Tuatara once lived throughout the mainland of New Zealand but people and human-introduced rats drove them to extinction there. They are now found only on 37 off-shore islands and mainland islands like the Karori Sanctuary. The total tuatara population on all these islands is estimated to be between 50,000 and 100,000.
To increase their chances of survival on off-shore islands such as Stephen’s Island in the Marborough Sounds, some tuatara are incubated and nurtured in sanctuaries to an age when they can be released back into their island homes and fend for themselves. As a trustee of the Nga Manu Nature Reserve in Waikanae, I recently had the great honour of observing the annual “health-check up” done on the little tuatara while they are being kept in a sanctuary environment. This health check is undertaken by University of Victoria scientists, who are among New Zealand’s foremost experts in tuatara biology [see above centre].
In order to do their check-up, the tuatara youngsters are dug out of their burrows and put into buckets, carefully placed to keep them cool and out of direct sunlight. The various measurements and blood checks are done and they are then returned to their burrows for another year. The youngsters don’t seem to be too bothered by this rude interruption of their slumbering schedule, and often become quite artistic in the way they arrange themselves in their buckets [see right].
For kids (or adults) wanting to know more about tuatara, the Kiwi Conservation Club has a great page on tuatara.

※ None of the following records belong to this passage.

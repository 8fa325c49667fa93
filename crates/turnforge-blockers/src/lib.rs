//! Blockers: a four-colour polyomino placement game on a 20×20 board.
//!
//! The board is split between four quadrants (colours), each owning a
//! set of 21 pieces and one starting corner:
//!
//! ```text
//!  q0 ──────────── q1
//!  │                │
//!  │    20 × 20     │
//!  │                │
//!  q3 ──────────── q2
//! ```
//!
//! On turn `t` the mover plays quadrant `t mod 4`. A piece must cover
//! its quadrant's starting corner on the quadrant's first placement and
//! touch a same-coloured piece corner to corner on every later one;
//! same-coloured pieces may never share an edge.
//!
//! This crate provides:
//!
//! - the read-only piece catalog and its transforms ([`piece`], [`Piece`])
//! - the board and its compact text form ([`Board`], [`Cell`], [`Flags`])
//! - the placement validator ([`validate_placement`])
//! - the game payload and turn bookkeeping ([`BlockersGame`],
//!   [`TurnArgs`], [`take_turn`])

mod board;
mod catalog;
mod error;
mod game;
mod placement;

pub use board::{BOARD_CELLS, BOARD_DIMS, Board, Cell, Flags, QUADRANTS, Quadrant};
pub use catalog::{PIECES_COUNT, Piece, piece};
pub use error::{DecodeError, PieceRejection, PlacementError};
pub use game::{BlockersGame, TurnArgs, TurnOutcome, take_turn};
pub use placement::validate_placement;
//! Scheduled expiry sweeper for Turnforge.
//!
//! Runs [`SessionManager::delete_outdated`] on a fixed period so expired
//! games are purged without piggybacking on request traffic. The
//! debounce lives in the store (see
//! [`Store::claim_sweep`](turnforge_store::Store::claim_sweep)), so any
//! number of processes can run a sweeper against the same store and at
//! most one sweep per `min_interval` does any work.
//!
//! ```text
//! spawn ──→ jitter ──→ sweep ──→ period ──→ sweep ──→ …
//!                                                  │
//!                     SweepHandle::shutdown() ─────┘──→ SweepStats
//! ```

use std::sync::Arc;
use std::time::Duration;

use rand::Rng;
use serde::{Deserialize, Serialize};
use tokio::sync::oneshot;
use tokio::task::{JoinError, JoinHandle};
use tokio::time::{self, Instant, MissedTickBehavior};
use tracing::{debug, info, warn};
use turnforge_protocol::Codec;
use turnforge_session::SessionManager;
use turnforge_store::{Cache, Store};

// ---------------------------------------------------------------------------
// Configuration
// ---------------------------------------------------------------------------

/// Sweeper configuration.
#[derive(Debug, Clone, PartialEq, Eq, Serialize, Deserialize)]
pub struct SweepConfig {
    /// Time between sweeps.
    pub period: Duration,
    /// Games not updated for this long are deleted.
    pub expiry: Duration,
    /// Minimum time between two sweeps that do work, across every
    /// process sharing the store.
    pub min_interval: Duration,
    /// Upper bound of the random delay before the first sweep, so
    /// processes started together don't sweep together.
    pub initial_jitter: Duration,
}

impl Default for SweepConfig {
    fn default() -> Self {
        Self {
            period: Duration::from_secs(10 * 60),
            expiry: Duration::from_secs(24 * 60 * 60),
            min_interval: Duration::from_secs(5 * 60),
            initial_jitter: Duration::from_secs(2),
        }
    }
}

impl SweepConfig {
    /// Fixes out-of-range values. Rules:
    /// - a zero `period` falls back to the default period
    /// - `min_interval` is capped to `period`
    pub fn validated(mut self) -> Self {
        if self.period.is_zero() {
            warn!("sweep period is zero, using default");
            self.period = Self::default().period;
        }
        if self.min_interval > self.period {
            warn!(
                min_interval = ?self.min_interval,
                period = ?self.period,
                "sweep min_interval exceeds period, clamping"
            );
            self.min_interval = self.period;
        }
        self
    }
}

// ---------------------------------------------------------------------------
// Stats
// ---------------------------------------------------------------------------

/// What a sweeper did over its lifetime, returned on shutdown.
#[derive(Debug, Clone, Copy, Default, PartialEq, Eq)]
pub struct SweepStats {
    /// Sweeps attempted.
    pub runs: u64,
    /// Sweeps skipped because another sweep ran within `min_interval`.
    pub skipped: u64,
    /// Sweeps that failed (store unavailable etc.).
    pub failures: u64,
    /// Games deleted in total.
    pub deleted: u64,
}

// ---------------------------------------------------------------------------
// Sweeper
// ---------------------------------------------------------------------------

/// Handle to a running sweeper task. Dropping it also stops the task.
pub struct SweepHandle {
    shutdown: oneshot::Sender<()>,
    task: JoinHandle<SweepStats>,
}

impl SweepHandle {
    /// Stops the sweeper after any sweep in progress and returns its
    /// stats.
    pub async fn shutdown(self) -> Result<SweepStats, JoinError> {
        let _ = self.shutdown.send(());
        self.task.await
    }
}

/// Periodic driver for [`SessionManager::delete_outdated`].
pub struct Sweeper<S, K, C> {
    manager: Arc<SessionManager<S, K, C>>,
    config: SweepConfig,
    stats: SweepStats,
}

impl<S: Store, K: Cache, C: Codec> Sweeper<S, K, C> {
    pub fn new(manager: Arc<SessionManager<S, K, C>>, config: SweepConfig) -> Self {
        Self {
            manager,
            config: config.validated(),
            stats: SweepStats::default(),
        }
    }

    pub fn config(&self) -> &SweepConfig {
        &self.config
    }

    /// Runs one sweep now and folds the result into the stats.
    pub async fn sweep_once(&mut self) -> Option<usize> {
        self.stats.runs += 1;
        match self
            .manager
            .delete_outdated(self.config.expiry, self.config.min_interval)
            .await
        {
            Ok(Some(deleted)) => {
                self.stats.deleted += deleted as u64;
                if deleted > 0 {
                    info!(deleted, "sweep purged outdated games");
                }
                Some(deleted)
            }
            Ok(None) => {
                self.stats.skipped += 1;
                None
            }
            Err(err) => {
                self.stats.failures += 1;
                warn!(%err, "sweep failed");
                None
            }
        }
    }

    /// Moves the sweeper onto its own task.
    pub fn spawn(self) -> SweepHandle {
        let (shutdown, rx) = oneshot::channel();
        let task = tokio::spawn(self.run(rx));
        SweepHandle { shutdown, task }
    }

    async fn run(mut self, mut shutdown: oneshot::Receiver<()>) -> SweepStats {
        let jitter = if self.config.initial_jitter.is_zero() {
            Duration::ZERO
        } else {
            let max = self.config.initial_jitter.as_millis() as u64;
            Duration::from_millis(rand::rng().random_range(0..=max))
        };
        debug!(
            period = ?self.config.period,
            expiry = ?self.config.expiry,
            ?jitter,
            "sweeper started"
        );

        let mut ticker = time::interval_at(Instant::now() + jitter, self.config.period);
        ticker.set_missed_tick_behavior(MissedTickBehavior::Skip);

        loop {
            tokio::select! {
                // Fires on send and on a dropped handle alike.
                _ = &mut shutdown => break,
                _ = ticker.tick() => {
                    self.sweep_once().await;
                }
            }
        }

        info!(
            runs = self.stats.runs,
            deleted = self.stats.deleted,
            "sweeper stopped"
        );
        self.stats
    }
}
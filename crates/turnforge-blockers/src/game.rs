//! The Blockers payload and its per-turn bookkeeping.

use serde::{Deserialize, Serialize};
use turnforge_session::{GamePayload, GameRules, TurnContext};

use crate::board::{Board, Cell, Flags, QUADRANTS, Quadrant};
use crate::catalog::{PIECES_COUNT, piece};
use crate::error::{DecodeError, PieceRejection, PlacementError};
use crate::placement::validate_placement;

/// The Blockers game document.
///
/// `pieceSets` holds one availability flag per (quadrant, piece), at
/// index `quadrant * 21 + piece`. `pieceSetsEnded` holds one flag per
/// quadrant and only ever goes from `0` to `1`.
#[derive(Debug, Clone, PartialEq, Eq, Serialize, Deserialize)]
#[serde(rename_all = "camelCase", try_from = "RawGame")]
pub struct BlockersGame {
    board: Board,
    piece_sets: Flags,
    piece_sets_ended: Flags,
}

#[derive(Deserialize)]
#[serde(rename_all = "camelCase")]
struct RawGame {
    board: Board,
    piece_sets: Flags,
    piece_sets_ended: Flags,
}

impl TryFrom<RawGame> for BlockersGame {
    type Error = DecodeError;

    fn try_from(raw: RawGame) -> Result<Self, Self::Error> {
        for (flags, expected) in [
            (&raw.piece_sets, QUADRANTS * PIECES_COUNT),
            (&raw.piece_sets_ended, QUADRANTS),
        ] {
            if flags.len() != expected {
                return Err(DecodeError::Length {
                    expected,
                    found: flags.len(),
                });
            }
        }
        Ok(Self {
            board: raw.board,
            piece_sets: raw.piece_sets,
            piece_sets_ended: raw.piece_sets_ended,
        })
    }
}

impl Default for BlockersGame {
    fn default() -> Self {
        Self {
            board: Board::new(),
            piece_sets: Flags::filled(QUADRANTS * PIECES_COUNT, true),
            piece_sets_ended: Flags::filled(QUADRANTS, false),
        }
    }
}

impl GamePayload for BlockersGame {
    const GAME_TYPE: &'static str = "blockers";

    fn new_game() -> Self {
        Self::default()
    }

    fn rules() -> GameRules {
        GameRules {
            min_players: 2,
            max_players: QUADRANTS,
        }
    }
}

/// What a turn did to the envelope, on top of the usual `turn + 1`.
#[derive(Debug, Clone, Copy, PartialEq, Eq, Default)]
pub struct TurnOutcome {
    /// Extra turns skipped over ended or excluded quadrants.
    pub skipped: u32,
    /// Every quadrant still in play has ended.
    pub finished: bool,
}

impl BlockersGame {
    pub fn board(&self) -> &Board {
        &self.board
    }

    /// Returns `true` if `quadrant` still holds catalog piece `piece`.
    pub fn is_available(&self, quadrant: Quadrant, piece: u8) -> bool {
        usize::from(piece) < PIECES_COUNT
            && self.piece_sets.get(quadrant.index() * PIECES_COUNT + usize::from(piece))
    }

    /// Pieces `quadrant` hasn't placed yet.
    pub fn remaining(&self, quadrant: Quadrant) -> usize {
        (0..PIECES_COUNT as u8)
            .filter(|&p| self.is_available(quadrant, p))
            .count()
    }

    pub fn is_ended(&self, quadrant: Quadrant) -> bool {
        self.piece_sets_ended.get(quadrant.index())
    }

    /// Applies one move for the quadrant of `turn`.
    ///
    /// On error the game is unchanged.
    pub fn apply(
        &mut self,
        turn: u32,
        player_count: usize,
        args: &TurnArgs,
    ) -> Result<TurnOutcome, PlacementError> {
        let quadrant = Quadrant::for_turn(turn);

        if args.pass {
            if !quadrant.is_excluded(player_count) {
                self.piece_sets_ended.set(quadrant.index(), true);
            }
        } else {
            self.place(quadrant, args)?;
        }

        let mut still_active = 0;
        for q in Quadrant::ALL {
            if q.is_excluded(player_count) || self.is_ended(q) {
                continue;
            }
            if self.remaining(q) == 0 {
                self.piece_sets_ended.set(q.index(), true);
                tracing::debug!(%q, "quadrant out of pieces");
            } else {
                still_active += 1;
            }
        }
        if still_active == 0 {
            return Ok(TurnOutcome {
                skipped: 0,
                finished: true,
            });
        }

        let mut skipped = 0;
        let mut next = quadrant.next();
        for _ in 0..QUADRANTS {
            if !next.is_excluded(player_count) && !self.is_ended(next) {
                break;
            }
            skipped += 1;
            next = next.next();
        }
        Ok(TurnOutcome {
            skipped,
            finished: false,
        })
    }

    fn place(&mut self, quadrant: Quadrant, args: &TurnArgs) -> Result<(), PlacementError> {
        let mut shape = piece(args.piece).ok_or(PlacementError::InvalidPiece {
            piece: args.piece,
            reason: PieceRejection::OutOfRange,
        })?;
        if !self.is_available(quadrant, args.piece) {
            return Err(PlacementError::InvalidPiece {
                piece: args.piece,
                reason: PieceRejection::AlreadyUsed,
            });
        }

        shape.transform(args.rotation, args.flip);
        let covered = validate_placement(&self.board, quadrant, &shape, args.position)?;

        for idx in covered {
            self.board.set(idx, Cell::Taken(quadrant));
        }
        self.piece_sets
            .set(quadrant.index() * PIECES_COUNT + usize::from(args.piece), false);
        Ok(())
    }
}

/// One Blockers move.
#[derive(Debug, Clone, Copy, PartialEq, Eq, Default, Serialize, Deserialize)]
#[serde(rename_all = "camelCase")]
pub struct TurnArgs {
    /// Give up: this quadrant places no more pieces for the rest of the
    /// game. The remaining fields are ignored.
    #[serde(default)]
    pub pass: bool,
    /// Catalog index of the piece to place.
    #[serde(default)]
    pub piece: u8,
    /// Board index of the transformed bounding box's top-left cell.
    #[serde(default)]
    pub position: u16,
    /// Number of clockwise quarter turns, taken mod 4.
    #[serde(default)]
    pub rotation: u8,
    /// Mirror the piece before rotating it.
    #[serde(default)]
    pub flip: bool,
}

impl TurnArgs {
    pub fn pass() -> Self {
        Self {
            pass: true,
            ..Self::default()
        }
    }

    pub fn place(piece: u8, position: u16) -> Self {
        Self {
            piece,
            position,
            ..Self::default()
        }
    }

    pub fn rotated(mut self, rotation: u8) -> Self {
        self.rotation = rotation;
        self
    }

    pub fn flipped(mut self) -> Self {
        self.flip = true;
        self
    }
}

/// Runs one move inside a session turn: applies `args`, then records
/// skipped quadrants and game end on the context.
pub fn take_turn(
    ctx: &mut TurnContext<'_, BlockersGame>,
    args: &TurnArgs,
) -> Result<(), PlacementError> {
    let turn = ctx.turn();
    let players = ctx.player_count();
    let outcome = ctx.payload_mut().apply(turn, players, args)?;
    for _ in 0..outcome.skipped {
        ctx.skip_turn();
    }
    if outcome.finished {
        ctx.finish();
    }
    Ok(())
}
impl Transaction for MemoryTransaction {
    async fn lock_game(&mut self, id: Id) -> Result<Option<GameRow>, StoreError> {
        self.inner.check_available()?;
        // Row locks are not re-entrant; a second lock on the same row from
        // the same transaction is a plain read.
        if !self.guards.contains_key(&id) {
            let lock = self.inner.row_lock(id).await;
            tracing::trace!(game_id = %id, "waiting for row lock");
            let guard = lock.lock_owned().await;
            self.guards.insert(id, guard);
        }
        if let Some(row) = self.pending_game(id) {
            return Ok(Some(row.clone()));
        }
        Ok(self.inner.tables.lock().await.games.get(&id).cloned())
    }

    async fn lock_game_of(&mut self, participant: Id) -> Result<Option<GameRow>, StoreError> {
        self.inner.check_available()?;
        let game = match self.pending_membership(participant) {
            Some(game) => Some(game),
            None => self.inner.tables.lock().await.players.get(&participant).copied(),
        };
        match game {
            Some(game) => self.lock_game(game).await,
            None => Ok(None),
        }
    }

    fn insert_game(&mut self, row: GameRow) {
        self.writes.push(Write::InsertGame(row));
    }

    fn update_game(&mut self, row: GameRow) {
        self.writes.push(Write::UpdateGame(row));
    }

    fn insert_player(&mut self, participant: Id, game: Id) {
        self.writes.push(Write::InsertPlayer { participant, game });
    }

    async fn commit(&mut self) -> Result<(), StoreError> {
        self.inner.check_available()?;
        let writes = std::mem::take(&mut self.writes);
        let mut tables = self.inner.tables.lock().await;

        // Validate everything first so a failing write leaves no trace.
        let mut inserted_games = HashSet::new();
        let mut inserted_players = HashSet::new();
        for write in &writes {
            match write {
                Write::InsertGame(row) => {
                    if tables.games.contains_key(&row.id) || !inserted_games.insert(row.id) {
                        return Err(StoreError::Conflict(format!("game {} already exists", row.id)));
                    }
                }
                Write::UpdateGame(row) => {
                    if !tables.games.contains_key(&row.id) && !inserted_games.contains(&row.id) {
                        return Err(StoreError::RowMissing(row.id));
                    }
                }
                Write::InsertPlayer { participant, game } => {
                    if tables.players.contains_key(participant)
                        || !inserted_players.insert(*participant)
                    {
                        return Err(StoreError::Conflict(format!(
                            "participant {participant} already registered"
                        )));
                    }
                    if !tables.games.contains_key(game) && !inserted_games.contains(game) {
                        return Err(StoreError::RowMissing(*game));
                    }
                }
            }
        }

        for write in writes {
            match write {
                Write::InsertGame(row) | Write::UpdateGame(row) => {
                    tables.games.insert(row.id, row);
                }
                Write::InsertPlayer { participant, game } => {
                    tables.players.insert(participant, game);
                }
            }
        }
        Ok(())
    }

    async fn rollback(self) {
        tracing::trace!(
            locked = self.guards.len(),
            discarded = self.writes.len(),
            "transaction rolled back"
        );
    }
}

To get close up and personal to a tuatara [like the one photographed top left], one great place to go is the Nga Manu Nature Reserve, on the Kapiti Coast, about an hour north of Wellington. (All photos by C. Knight.)
envirohistory NZ wishes all its readers and followers a great Year of the Dragon, and hope you too get the opportunity to experience the wonder of New Zealand’s little dragon in the not too distant future.